Other sophisticated capabilities of real time big data analytics include establishing the location of faults in pipeline infrastructure, based on understanding emerging patterns in sensor networks along the pipeline, serving to avoid costly downtime or, even worse still, environmental damage.

Similar approaches have already been successfully applied in other industries such as the
logistics, manufacturing and utilities sectors in order to spot emergent behaviour that may require rapid decision-making.

The growing requirement for data-driven decisions to be made in hours or days, rather than weeks or months, has served as a big motivating factor for the oil & gas industry to try to overcome these challenges and establish large-scale, highly operationalised analytics capabilities.
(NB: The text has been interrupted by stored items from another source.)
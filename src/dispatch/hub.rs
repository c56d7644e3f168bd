//! Server side of the connector hub.
//!
//! Connectors dial `GET /_relay/hub/{tenantName}` and upgrade to a
//! WebSocket. The first frame must be a `Hello`; the server answers
//! with `Accepted` (carrying the connection id) followed by the
//! tenant's `Configure`. After that the session only carries
//! server-to-connector frames; responses and acknowledgements travel
//! the broker return path instead.

use std::sync::Arc;
use std::time::Duration;

use axum::extract::ws::{Message, WebSocket, WebSocketUpgrade};
use axum::extract::{Path, State};
use axum::http::StatusCode;
use axum::response::{IntoResponse, Response};
use tokio::sync::mpsc;

use crate::dispatch::{ConnectorHandle, ConnectorRegistry};
use crate::protocol::{ConnectionId, ConnectorFrame, ServerFrame};
use crate::tenant::{Tenant, TenantRegistry};

/// How long a fresh socket may take to present its `Hello`.
const HELLO_TIMEOUT: Duration = Duration::from_secs(10);

/// Outbound frames queued per session before the dispatcher blocks.
const SESSION_QUEUE_DEPTH: usize = 64;

#[derive(Clone)]
pub struct HubState {
    pub connectors: Arc<ConnectorRegistry>,
    pub tenants: Arc<dyn TenantRegistry>,
}

/// `GET /_relay/hub/{tenantName}` — connector entry point.
pub async fn hub_handler(
    Path(tenant_name): Path<String>,
    State(state): State<HubState>,
    ws: WebSocketUpgrade,
) -> Response {
    let Some(tenant) = state.tenants.load_by_name(&tenant_name).await else {
        return (StatusCode::NOT_FOUND, "unknown tenant").into_response();
    };
    ws.on_upgrade(move |socket| run_session(socket, tenant, state))
}

async fn run_session(mut socket: WebSocket, tenant: Tenant, state: HubState) {
    // 1. The connector introduces itself before anything else flows.
    let hello = match tokio::time::timeout(HELLO_TIMEOUT, socket.recv()).await {
        Ok(Some(Ok(Message::Text(text)))) => match serde_json::from_str::<ConnectorFrame>(text.as_str()) {
            Ok(frame) => frame,
            Err(err) => {
                tracing::warn!(tenant = %tenant.name, error = %err, "undecodable hello frame, closing session");
                return;
            }
        },
        Ok(Some(Ok(_))) | Ok(Some(Err(_))) | Ok(None) => {
            tracing::warn!(tenant = %tenant.name, "hub session closed before hello");
            return;
        }
        Err(_) => {
            tracing::warn!(tenant = %tenant.name, "hello timed out, closing session");
            return;
        }
    };

    let ConnectorFrame::Hello {
        connector_name,
        binary_size_limit,
        resume_connection_id,
    } = hello;

    // 2. A connector resuming after a reconnect keeps its identity.
    let connection_id = resume_connection_id.unwrap_or_else(ConnectionId::mint);

    // 3. Register the outbound half with the dispatcher.
    let (tx, mut outbound) = mpsc::channel::<ServerFrame>(SESSION_QUEUE_DEPTH);
    let handle = state.connectors.subscribe(
        &tenant.name,
        ConnectorHandle::new(connection_id.clone(), &tenant.name, binary_size_limit, tx),
    );

    tracing::info!(
        tenant = %tenant.name,
        connector = %connector_name,
        connection_id = %connection_id,
        "connector connected"
    );

    // 4. Accept, then push the tenant's connection policy.
    let accepted = ServerFrame::Accepted {
        connection_id: connection_id.clone(),
    };
    let configure = ServerFrame::Configure {
        config: tenant.config.clone(),
    };
    for frame in [accepted, configure] {
        if send_frame(&mut socket, &frame).await.is_err() {
            state.connectors.unsubscribe(&tenant.name, &connection_id);
            return;
        }
    }

    // 5. Pump until either side goes away. Inbound traffic is only
    //    ping/pong/close; axum answers pings on its own.
    loop {
        tokio::select! {
            frame = outbound.recv() => {
                let Some(frame) = frame else { break };
                if send_frame(&mut socket, &frame).await.is_err() {
                    break;
                }
            }
            inbound = socket.recv() => {
                match inbound {
                    Some(Ok(Message::Close(_))) | None => break,
                    Some(Ok(_)) => {}
                    Some(Err(err)) => {
                        tracing::debug!(connection_id = %connection_id, error = %err, "hub socket error");
                        break;
                    }
                }
            }
        }
    }

    state.connectors.unsubscribe(&tenant.name, &connection_id);
    drop(handle);
    tracing::info!(
        tenant = %tenant.name,
        connection_id = %connection_id,
        "connector disconnected"
    );
}

async fn send_frame(socket: &mut WebSocket, frame: &ServerFrame) -> Result<(), axum::Error> {
    let json = serde_json::to_string(frame).expect("hub frames always serialize");
    socket.send(Message::Text(json.into())).await
}
//! Server-to-connector delivery.
//!
//! The registry tracks which connectors are subscribed per tenant and
//! owns the outbound half of each hub session. The coordinator picks a
//! connector (round-robin per tenant), handles the staged-body
//! acknowledgement bookkeeping, and pushes the request frame. The hub
//! module is the axum WebSocket endpoint connectors dial into.

mod connectors;
mod coordinator;
pub mod hub;

pub use connectors::{ConnectorHandle, ConnectorRegistry};
pub use coordinator::{Delivery, RequestCoordinator};
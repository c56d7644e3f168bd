//! Configuration loading from disk.

use std::path::Path;

use thiserror::Error;

use crate::config::schema::RelayConfig;
use crate::config::validation::{validate_config, ValidationError};

/// Why a configuration file could not be turned into a [`RelayConfig`].
#[derive(Debug, Error)]
pub enum ConfigError {
    #[error("cannot read config file {path}: {source}")]
    Read {
        path: String,
        #[source]
        source: std::io::Error,
    },
    #[error("malformed config: {0}")]
    Malformed(#[from] toml::de::Error),
    #[error("configuration rejected: {}", join_errors(.0))]
    Invalid(Vec<ValidationError>),
}

fn join_errors(errors: &[ValidationError]) -> String {
    errors
        .iter()
        .map(|err| err.0.as_str())
        .collect::<Vec<_>>()
        .join("; ")
}

/// Load a TOML config file and run the semantic checks over it.
///
/// Sections that are absent from the file keep their defaults, so a
/// minimal deployment only has to list its tenants.
pub fn load_config(path: impl AsRef<Path>) -> Result<RelayConfig, ConfigError> {
    let path = path.as_ref();
    let raw = std::fs::read_to_string(path).map_err(|source| ConfigError::Read {
        path: path.display().to_string(),
        source,
    })?;

    let config: RelayConfig = toml::from_str(&raw)?;
    if let Err(errors) = validate_config(&config) {
        return Err(ConfigError::Invalid(errors));
    }

    tracing::debug!(
        path = %path.display(),
        tenants = config.tenants.len(),
        "configuration loaded"
    );
    Ok(config)
}

#[cfg(test)]
mod tests {
    use super::*;

    fn write_config(contents: &str) -> (tempfile::TempDir, std::path::PathBuf) {
        let dir = tempfile::tempdir().unwrap();
        let path = dir.path().join("relay.toml");
        std::fs::write(&path, contents).unwrap();
        (dir, path)
    }

    #[test]
    fn minimal_config_keeps_defaults_for_absent_sections() {
        let (_dir, path) = write_config(
            r#"
            [relay]
            max_inline_body_bytes = 4096

            [[tenants]]
            name = "acme"
            enable_tracing = true
            "#,
        );

        let config = load_config(&path).unwrap();
        assert_eq!(config.relay.max_inline_body_bytes, 4096);
        assert_eq!(config.tenants.len(), 1);
        assert_eq!(config.tenants[0].tenant_config().enable_tracing, Some(true));
        assert_eq!(config.listener.max_connections, 10_000);
    }

    #[test]
    fn semantic_failures_carry_every_validation_message() {
        let (_dir, path) = write_config(
            r#"
            [[tenants]]
            name = "_relay"

            [[tenants]]
            name = ""
            "#,
        );

        match load_config(&path) {
            Err(ConfigError::Invalid(errors)) => {
                assert_eq!(errors.len(), 2);
                assert!(errors[0].0.contains("must not start with '_'"));
            }
            other => panic!("expected validation failure, got {other:?}"),
        }
    }

    #[test]
    fn missing_file_reports_the_path() {
        let dir = tempfile::tempdir().unwrap();
        let missing = dir.path().join("nope.toml");
        match load_config(&missing) {
            Err(ConfigError::Read { path, .. }) => assert!(path.ends_with("nope.toml")),
            other => panic!("expected read failure, got {other:?}"),
        }
    }
}
async fn connect_once(inner: &Inner, url: &Url) -> Result<(WsStream, ConnectionId), HubError> {
    let (mut stream, _) = connect_async(url.as_str())
        .await
        .map_err(|err| HubError::WebSocket(err.to_string()))?;

    let hello = ConnectorFrame::Hello {
        connector_name: inner.options.connector_name.clone(),
        binary_size_limit: inner.options.binary_size_limit,
        resume_connection_id: inner.current_connection_id(),
    };
    let json = serde_json::to_string(&hello).expect("hub frames always serialize");
    stream
        .send(Message::Text(json.into()))
        .await
        .map_err(|err| HubError::WebSocket(err.to_string()))?;

    let handshake = async {
        while let Some(frame) = stream.next().await {
            let frame = frame.map_err(|err| HubError::WebSocket(err.to_string()))?;
            if let Message::Text(text) = frame {
                match serde_json::from_str::<ServerFrame>(text.as_str()) {
                    Ok(ServerFrame::Accepted { connection_id }) => return Ok(connection_id),
                    Ok(ServerFrame::Configure { config }) => apply_configure(inner, &config),
                    Ok(_) => {}
                    Err(err) => {
                        tracing::warn!(error = %err, "dropping undecodable handshake frame");
                    }
                }
            }
        }
        Err(HubError::HandshakeFailed)
    };
    let connection_id = tokio::time::timeout(HANDSHAKE_TIMEOUT, handshake)
        .await
        .map_err(|_| HubError::HandshakeFailed)??;

    Ok((stream, connection_id))
}

/// One hub invocation: fetch the body if it was outsourced,
/// acknowledge it, call the target, ship the response back.
async fn handle_request(inner: Arc<Inner>, mut request: RelayRequest) {
    // Tenant-forced tracing ORs into the request's own flag.
    request.enable_tracing =
        request.enable_tracing || inner.force_tracing.load(Ordering::Relaxed);
    let request_id = request.request_id;

    if request.body.is_outsourced() {
        match inner.outbound.fetch_request_body(request_id).await {
            Ok(data) => {
                request.body = BodyContent::inline(data);
                if let Some(acknowledge_id) = request.acknowledge_id.clone() {
                    let ack = AcknowledgeRequest {
                        request_id,
                        origin_id: request.origin_id,
                        acknowledge_id,
                    };
                    match inner.outbound.publish_acknowledge(&ack).await {
                        Ok(()) => {
                            tracing::debug!(request_id = %request_id, "ack sent");
                            metrics::ack_sent();
                        }
                        Err(err) => {
                            tracing::warn!(request_id = %request_id, error = %err, "failed to send ack");
                        }
                    }
                }
            }
            Err(err) => {
                tracing::warn!(request_id = %request_id, error = %err, "failed to fetch outsourced body");
                publish_response(&inner, TargetResponse::failure(&request, err.to_string())).await;
                return;
            }
        }
    }

    let response = tokio::select! {
        _ = inner.shutdown.cancelled() => return,
        result = inner.handler.handle(&request) => match result {
            Ok(response) => response,
            Err(TargetError::Timeout) => TargetResponse::timed_out(&request),
            Err(TargetError::Unreachable(message)) => TargetResponse::failure(&request, message),
        }
    };

    publish_response(&inner, response).await;
}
In a competitive scenario, the ability to appraise an asset more rapidly in an efficient, accurate way with uncertainties is vital.

In the licensing process, for example, a detailed evaluation of the economic potential and gaps in knowledge enable an asset portfolio to be managed in part using analytics, thus enabling an operator to divest or grow assets in line with market conditions. Historically there have been multiple barriers to leveraging analytics capabilities in the oil and gas industry, many of which remain true.

First, the sheer volumes of generated imaging and production sensor data can total tens of terabytes in a single imaging file or single daily stream, making the information extremely difficult to process. In addition, the data is rarely properly integrated, an essential requirement for meaningful analytics.

Second, the fact that collaboration must occur between people in a huge variety of different industry disciplines is also a massive obstacle as, for instance, geophysicists and engineers operate in very different ways and use their own distinct terminologies.

This, in turn, results in highly compartmentalised and specialised sets of industry data and applications, further exacerbating the big data analytics challenge.

In light of these seeming barriers to technology adoption, the excitement and awareness around the use of analytics continues to grow stronger as organisations realise the substantial value that these technologies bring to their ability to expedite intelligent decision making.

Operators that continue to develop their technical ecosystems with analytical practices improve their competitive advantage by allowing analytics across compartments. These organisations reap tangible benefits of driving faster, and more informed decisions, while maximising their ability to exploit knowledge.